WASHINGTON, DC – It finally dawned on me that voters who live 15 minutes from this city are completely cut off from the people who work and govern here.
At least it appeals to the minds who must manage campaigns to maintain the largest congressional majorities ever held by a political party; the jury is still out on the Obama administration.
“It’s bad. “No, let me put it another way – it’s toxic for any sitting president, especially one with a ‘D’ after his name,” one Democratic insider admitted over coffee in the shadow of the Capitol.
He doesn’t predict a total defeat for Democrats in Congress and the governor’s mansions. However, if the election were held today, his clients’ losses would outweigh their victories.
“The president and the Democratic Party need a moment to turn things around,” he says. “But it has to be authentic. It has to be credible. In a moment, people will see less of everything and then we will really start to lose places.”

After President Obama’s State of the Union address, his team sent him to the “salt of the earth” (to quote The Daily Show’s Jon Stewart) to reconnect with Main Street America. They also sent him to separate “question time” sessions with Republicans and Democrats in Congress to show that he was “listening” to everyone.
His messages were almost the same: large banks, Wall Street and Big Oil are bad; Washington’s partisan bickering must end; Republicans are the party of no.
Here’s the whole problem: Obama campaigned on this issue two years ago; he had a whole year to do something about any of these issues. Eventually, voters will realize that while the rhetoric is laudable, the results are destitute.
The only Democrat who managed to come down from the top of the political elite was Hillary Clinton.

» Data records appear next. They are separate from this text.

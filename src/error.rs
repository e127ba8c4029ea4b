//! Unified error types for emuout

use thiserror::Error;

/// Main error type for emuout operations
#[derive(Error, Debug)]
pub enum EmuoutError {
    /// Staging buffer allocation failed
    #[error("Failed to allocate {role} buffer ({size} bytes, aligned to {align})")]
    AllocationFailed {
        role: &'static str,
        size: usize,
        align: usize,
    },

    /// Invalid configuration
    #[error("Invalid configuration: {0}")]
    InvalidConfig(String),

    /// Source and device channel counts have no conversion path
    #[error("No channel conversion from {source_channels} source channel(s) to {device_channels} device channel(s)")]
    UnsupportedChannelConversion {
        source_channels: u16,
        device_channels: u16,
    },

    /// Source pixel buffer does not match its declared dimensions
    #[error("Source image is {width}x{height} but holds {actual} pixels")]
    SourceSizeMismatch {
        width: usize,
        height: usize,
        actual: usize,
    },

    /// Destination framebuffer is smaller than the write region
    #[error("Destination too small: need {required_width}x{required_height} pixels, have stride {stride} and height {height}")]
    GeometryTooSmall {
        required_width: usize,
        required_height: usize,
        stride: usize,
        height: usize,
    },

    /// Audio device did not release a buffer in time
    #[error("Audio device did not release a buffer within {waited_ms}ms")]
    DeviceTimeout { waited_ms: u64 },

    /// Audio or video device operation error
    #[error("Device error: {0}")]
    DeviceError(String),

    /// Thread communication error
    #[error("Thread communication error: {0}")]
    ChannelError(String),

    /// I/O error from a host output
    #[error("I/O error: {0}")]
    Io(#[from] std::io::Error),
}

/// Result type alias for emuout operations
pub type Result<T> = std::result::Result<T, EmuoutError>;

impl EmuoutError {
    /// Create a device error
    pub fn device_error(message: impl Into<String>) -> Self {
        Self::DeviceError(message.into())
    }

    /// Check if this error is recoverable (the session can keep running)
    pub fn is_recoverable(&self) -> bool {
        matches!(
            self,
            EmuoutError::DeviceTimeout { .. }
                | EmuoutError::DeviceError(_)
                | EmuoutError::ChannelError(_)
        )
    }
}

#[cfg(test)]
mod tests {
    use super::*;

    #[test]
    fn test_recoverable_classification() {
        assert!(EmuoutError::DeviceTimeout { waited_ms: 10 }.is_recoverable());
        assert!(EmuoutError::device_error("gone").is_recoverable());
        assert!(!EmuoutError::InvalidConfig("x".into()).is_recoverable());
        assert!(!EmuoutError::AllocationFailed {
            role: "work",
            size: 8192,
            align: 4096
        }
        .is_recoverable());
    }

    #[test]
    fn test_timeout_message() {
        let err = EmuoutError::DeviceTimeout { waited_ms: 250 };
        assert_eq!(
            err.to_string(),
            "Audio device did not release a buffer within 250ms"
        );
    }

    #[test]
    fn test_geometry_message() {
        let err = EmuoutError::GeometryTooSmall {
            required_width: 160,
            required_height: 144,
            stride: 120,
            height: 144,
        };
        assert!(err.to_string().contains("stride 120"));
    }
}
//! emuout - emulator output adapter CLI

use anyhow::{Context, Result};
use clap::Parser;
use std::fs::File;
use std::io::BufWriter;
use std::path::PathBuf;
use tracing::{error, info};
use tracing_subscriber::EnvFilter;

use emuout::audio::{AudioConfig, AudioRepacketizer, ChannelAudioOutput, ChannelLayout, PcmSink};
use emuout::config::{Args, Command, Settings};
use emuout::driver::{
    DriverCommand, DriverConfig, DriverLoop, EmulationCore, PatternCore, VideoPipeline,
    CALLBACK_ABI_VERSION,
};
use emuout::video::{FrameCompositor, MemoryFramebuffer, SOURCE_HEIGHT, SOURCE_WIDTH};

fn main() -> Result<()> {
    let args = Args::parse();

    let settings = match &args.config {
        Some(path) => Settings::load(path)?,
        None => Settings::load_default()?,
    };

    // Initialize logging
    init_logging(&args, &settings)?;

    // Execute command
    match args.command.clone().unwrap_or_default() {
        Command::Run {
            frames,
            fps,
            no_audio,
            no_video,
            mono,
            free_run,
            pcm_out,
            scale,
            format,
        } => {
            let mut settings = settings;
            if let Some(fps) = fps {
                settings.driver.target_fps = fps;
            }
            settings.audio.enabled &= !no_audio;
            settings.video.enabled &= !no_video;
            if mono {
                settings.audio.source_layout = ChannelLayout::Mono;
            }
            settings.audio.realtime &= !free_run;
            if let Some(path) = pcm_out {
                settings.audio.pcm_file = path.to_string_lossy().to_string();
            }
            if let Some(scale) = scale {
                settings.video.scale = scale;
            }
            if let Some(format) = format {
                settings.video.format = Some(format);
            }
            cmd_run(&settings, frames)
        }
        Command::Info => cmd_info(&settings),
        Command::Config { output } => cmd_config(output),
    }
}

fn init_logging(args: &Args, settings: &Settings) -> Result<()> {
    let level = args
        .log_level()
        .map(|level| level.to_string())
        .unwrap_or_else(|| settings.log_level.clone());

    let filter = EnvFilter::try_from_default_env().unwrap_or_else(|_| EnvFilter::new(level));

    let subscriber = tracing_subscriber::fmt()
        .with_env_filter(filter)
        .with_target(false);

    let log_file = args
        .log
        .clone()
        .or_else(|| (!settings.log_file.is_empty()).then(|| PathBuf::from(&settings.log_file)));

    if let Some(log_file) = log_file {
        let file = File::create(&log_file)
            .with_context(|| format!("Failed to create log file {}", log_file.display()))?;
        subscriber.with_ansi(false).with_writer(file).init();
    } else {
        subscriber.init();
    }

    Ok(())
}

/// Open the playback device and the audio session on top of it
fn open_audio(settings: &Settings, config: AudioConfig) -> emuout::Result<AudioRepacketizer<ChannelAudioOutput>> {
    config.validate()?;

    let sink: Option<PcmSink> = if settings.audio.pcm_file.is_empty() {
        None
    } else {
        let file = File::create(&settings.audio.pcm_file)?;
        info!("Writing PCM to {}", settings.audio.pcm_file);
        Some(Box::new(BufWriter::new(file)))
    };

    let output = ChannelAudioOutput::spawn(config.format.clone(), settings.audio.realtime, sink)?;
    AudioRepacketizer::new(config, output)
}

/// Run the pattern core through both pipelines
fn cmd_run(settings: &Settings, frames: Option<u64>) -> Result<()> {
    println!("emuout {} - pattern core\n", emuout::VERSION);

    let audio_config = settings.to_audio_config();
    let video_config = settings.to_video_config();
    let core = PatternCore::new(
        audio_config.format.sample_rate,
        audio_config.source_layout,
        settings.audio.tone_hz,
    );

    // Ctrl+C asks the driver to shut down after the current frame
    let (command_tx, command_rx) = crossbeam_channel::unbounded();
    ctrlc::set_handler(move || {
        println!("\nReceived Ctrl+C, stopping...");
        let _ = command_tx.send(DriverCommand::Shutdown);
    })
    .context("Failed to install Ctrl+C handler")?;

    let video = if settings.video.enabled {
        let compositor = FrameCompositor::from_config(&video_config);
        let pipeline = MemoryFramebuffer::new(
            video_config.width,
            video_config.height,
            video_config.stride,
            video_config.format,
        )
        .and_then(|framebuffer| VideoPipeline::new(compositor, framebuffer, core.frame_size()));
        match pipeline {
            Ok(pipeline) => Some(pipeline),
            Err(e) => {
                error!("Video pipeline not started: {}", e);
                None
            }
        }
    } else {
        None
    };

    let driver_config = DriverConfig {
        target_fps: Some(settings.driver.target_fps).filter(|&fps| fps > 0),
        max_frames: frames,
    };
    let mut driver = DriverLoop::new(core, video, command_rx, driver_config)?;
    if settings.audio.enabled {
        driver = driver.with_audio(open_audio(settings, audio_config));
    }

    println!("Running. Press Ctrl+C to stop.\n");
    let stats = driver.run();

    println!("Frames:     {} ({} presented, {} dropped)", stats.frames, stats.frames_presented, stats.frames_dropped);
    if let Some(audio) = stats.audio {
        println!(
            "Audio:      {} periods submitted, {} dropped, {} waits",
            audio.periods_submitted, audio.periods_dropped, audio.waits
        );
    }
    if let Some(pipeline) = driver.video() {
        println!("Video:      {} frames composited", pipeline.compositor().frames());
    }
    println!("Stopped.");

    Ok(())
}

/// Show derived buffer sizes and frame geometry
fn cmd_info(settings: &Settings) -> Result<()> {
    let audio = settings.to_audio_config();
    let video = settings.to_video_config();

    println!("emuout {} (callback ABI {})\n", emuout::VERSION, CALLBACK_ABI_VERSION);

    println!("Audio:");
    println!("  Format:        {}", audio.format);
    println!("  Source:        {:?}", audio.source_layout);
    match audio.validate() {
        Ok(()) => {
            println!("  Period:        {} bytes ({} samples, {:?})", audio.data_size(), audio.period_samples(), audio.period_duration());
            println!("  Buffer:        {} bytes, aligned to {}", audio.buffer_size(), audio.alignment);
            println!("  Queue depth:   {} ({} staging buffers)", audio.queue_depth, audio.queue_depth + 1);
            match audio.wait_timeout {
                Some(timeout) => println!("  Wait timeout:  {:?}", timeout),
                None => println!("  Wait timeout:  none"),
            }
        }
        Err(e) => println!("  Invalid:       {}", e),
    }

    println!("\nVideo:");
    println!("  Source:        {}x{}", SOURCE_WIDTH, SOURCE_HEIGHT);
    println!("  Framebuffer:   {}x{} stride {} ({})", video.width, video.height, video.stride, video.format);
    println!("  Mode:          {}", video.mode);
    let compositor = FrameCompositor::from_config(&video);
    match compositor.plan(SOURCE_WIDTH, SOURCE_HEIGHT, video.stride, video.height) {
        Ok(placement) => println!(
            "  Placement:     {}x{} at x={}",
            placement.width, placement.height, placement.x
        ),
        Err(e) => println!("  Invalid:       {}", e),
    }

    if let Some(path) = Settings::default_path() {
        println!("\nSettings file: {}", path.display());
    }

    Ok(())
}

/// Print or write a sample settings file
fn cmd_config(output: Option<PathBuf>) -> Result<()> {
    let sample = Settings::sample_config();
    match output {
        Some(path) => {
            std::fs::write(&path, sample)
                .with_context(|| format!("Failed to write {}", path.display()))?;
            println!("Sample configuration written to {}", path.display());
        }
        None => print!("{}", sample),
    }
    Ok(())
}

In the 2008 primaries, Clinton’s humor came as she relaxed, listened to voters and connected with them. Unfortunately for her, this didn’t happen until the Ohio and Texas primaries, when she was too immersed in math and caucus failures to win the nomination.
However, Clinton “got it” much faster than Obama. It managed to bounce back and win almost all of the recent primaries and, ultimately, the popular vote, but lost superdelegates from the political elite and far-left party activists who vote in the caucuses.
In a bit of pure irony, Obama needs to pull the “Clinton” to regain voters’ trust.
Democrats in Congress need to pull out Howard Dean’s elderly playbook on 50-state programs if they want to keep their seats.
In 2006, as national Democratic chairman, Dean introduced his plan to make the party competitive. He invested in party infrastructure, even in ruby-red Republican districts where Democrats had no activity.
Between party workers in the field and the “values message” that reached Christian voters in rural areas through subtle radio ads embedded in weather forecasts, news, and agricultural reports, Democrats won enough seats to gain a majority in Congress.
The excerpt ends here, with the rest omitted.